Segment Start: Records shown
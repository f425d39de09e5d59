pub mod calendar;
pub mod error;
#[cfg(feature = "http_api")]
pub mod http_api;
pub mod logging;
pub mod persistence;
pub mod queue;
pub mod report;
pub mod scheduler;
pub mod slot;
pub mod sorting;
pub mod task;
pub mod validation;
pub mod window;

pub use calendar::{Calendar, CalendarConfig, DEFAULT_GRANULARITY_MINUTES};
pub use error::{ScheduleError, ScheduleResult};
#[cfg(feature = "sqlite")]
pub use persistence::sqlite::SqliteCalendarStore;
pub use persistence::{
    CalendarSnapshot, CalendarStore, PersistenceError, export_slots_to_csv, import_tasks_from_csv,
    import_windows_from_csv, load_snapshot_from_json, save_snapshot_to_json, validate_calendar,
    validate_stored_tasks, validate_tasks,
};
pub use queue::PriorityQueue;
pub use report::{render_df_as_text_table, slots_dataframe};
pub use scheduler::{Placement, RejectedTask, ScheduleReport, Scheduler};
pub use slot::TimeSlot;
pub use sorting::{SortKey, merge_sort};
pub use task::{Task, parse_datetime};
pub use validation::TaskValidationError;
pub use window::AvailabilityWindow;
Segment End: Records shown
Task objective: Working from the records above, tally the lines that contain "queue" and give only the total.

Output: 2